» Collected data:
--- START ---
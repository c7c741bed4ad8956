use std::io::Cursor;
use std::path::Path;

use crate::core::content::{fingerprint, sha1_hex, sha512_hex};
use crate::core::error::{LauncherError, LauncherResult};
use crate::core::registry::{CandidateFile, CandidateIdentity};

/// Check a finished download against everything the registry told us.
pub(crate) async fn verify_download(path: &Path, candidate: &CandidateFile) -> LauncherResult<()> {
    let bytes = tokio::fs::read(path)
        .await
        .map_err(|e| LauncherError::from_io(path, e))?;
    verify_bytes(path, &bytes, candidate)
}

fn verify_bytes(path: &Path, bytes: &[u8], candidate: &CandidateFile) -> LauncherResult<()> {
    let corrupt = |reason: String| LauncherError::CorruptDownload {
        path: path.to_path_buf(),
        reason,
    };

    if bytes.is_empty() {
        return Err(corrupt("empty file".into()));
    }

    if let Some(size) = candidate.size {
        if size != bytes.len() as u64 {
            return Err(corrupt(format!("expected {size} bytes, got {}", bytes.len())));
        }
    }

    let expected_sha1 = candidate.sha1.as_deref().or(match &candidate.identity {
        CandidateIdentity::Sha1(h) => Some(h.as_str()),
        CandidateIdentity::Fingerprint(_) => None,
    });
    if let Some(expected) = expected_sha1 {
        let actual = sha1_hex(bytes);
        if !actual.eq_ignore_ascii_case(expected) {
            return Err(corrupt(format!("SHA-1 mismatch: expected {expected}, got {actual}")));
        }
    }

    if let Some(expected) = candidate.sha512.as_deref() {
        let actual = sha512_hex(bytes);
        if !actual.eq_ignore_ascii_case(expected) {
            return Err(corrupt("SHA-512 mismatch".into()));
        }
    }

    if let CandidateIdentity::Fingerprint(expected) = candidate.identity {
        let actual = fingerprint(bytes);
        if actual != expected {
            return Err(corrupt(format!("fingerprint mismatch: expected {expected}, got {actual}")));
        }
    }

    if is_archive(&candidate.file_name) {
        zip::ZipArchive::new(Cursor::new(bytes))
            .map_err(|e| corrupt(format!("unreadable archive: {e}")))?;
    }

    Ok(())
}

fn is_archive(file_name: &str) -> bool {
    Path::new(file_name)
        .extension()
        .and_then(|e| e.to_str())
        .is_some_and(|e| e.eq_ignore_ascii_case("jar") || e.eq_ignore_ascii_case("zip"))
}

/// Only a bare file name may come from a registry.
pub(crate) fn validate_file_name(file_name: &str) -> LauncherResult<()> {
    let bad = file_name.is_empty()
        || file_name == "."
        || file_name.contains("..")
        || file_name.contains('/')
        || file_name.contains('\\')
        || file_name.contains(':');
    if bad {
        return Err(LauncherError::Other(format!(
            "Refusing unsafe file name from registry: {file_name:?}"
        )));
    }
    Ok(())
}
--- END ---
» THE TASK:
All the lines above are to be copied exactly, with none left out.

» RESULT OF THIS EXERCISE:
repository c7c741bed4ad8956
use std::io::Cursor;
use std::path::Path;

use crate::core::content::{fingerprint, sha1_hex, sha512_hex};
use crate::core::error::{LauncherError, LauncherResult};
use crate::core::registry::{CandidateFile, CandidateIdentity};

/// Check a finished download against everything the registry told us.
pub(crate) async fn verify_download(path: &Path, candidate: &CandidateFile) -> LauncherResult<()> {
    let bytes = tokio::fs::read(path)
        .await
        .map_err(|e| LauncherError::from_io(path, e))?;
    verify_bytes(path, &bytes, candidate)
}

fn verify_bytes(path: &Path, bytes: &[u8], candidate: &CandidateFile) -> LauncherResult<()> {
    let corrupt = |reason: String| LauncherError::CorruptDownload {
        path: path.to_path_buf(),
        reason,
    };

    if bytes.is_empty() {
        return Err(corrupt("empty file".into()));
    }

    if let Some(size) = candidate.size {
        if size != bytes.len() as u64 {
            return Err(corrupt(format!("expected {size} bytes, got {}", bytes.len())));
        }
    }

    let expected_sha1 = candidate.sha1.as_deref().or(match &candidate.identity {
        CandidateIdentity::Sha1(h) => Some(h.as_str()),
        CandidateIdentity::Fingerprint(_) => None,
    });
    if let Some(expected) = expected_sha1 {
        let actual = sha1_hex(bytes);
        if !actual.eq_ignore_ascii_case(expected) {
            return Err(corrupt(format!("SHA-1 mismatch: expected {expected}, got {actual}")));
        }
    }

    if let Some(expected) = candidate.sha512.as_deref() {
        let actual = sha512_hex(bytes);
        if !actual.eq_ignore_ascii_case(expected) {
            return Err(corrupt("SHA-512 mismatch".into()));
        }
    }

    if let CandidateIdentity::Fingerprint(expected) = candidate.identity {
        let actual = fingerprint(bytes);
        if actual != expected {
            return Err(corrupt(format!("fingerprint mismatch: expected {expected}, got {actual}")));
        }
    }

    if is_archive(&candidate.file_name) {
        zip::ZipArchive::new(Cursor::new(bytes))
            .map_err(|e| corrupt(format!("unreadable archive: {e}")))?;
    }

    Ok(())
}

fn is_archive(file_name: &str) -> bool {
    Path::new(file_name)
        .extension()
        .and_then(|e| e.to_str())
        .is_some_and(|e| e.eq_ignore_ascii_case("jar") || e.eq_ignore_ascii_case("zip"))
}

/// Only a bare file name may come from a registry.
pub(crate) fn validate_file_name(file_name: &str) -> LauncherResult<()> {
    let bad = file_name.is_empty()
        || file_name == "."
        || file_name.contains("..")
        || file_name.contains('/')
        || file_name.contains('\\')
        || file_name.contains(':');
    if bad {
        return Err(LauncherError::Other(format!(
            "Refusing unsafe file name from registry: {file_name:?}"
        )));
    }
    Ok(())
}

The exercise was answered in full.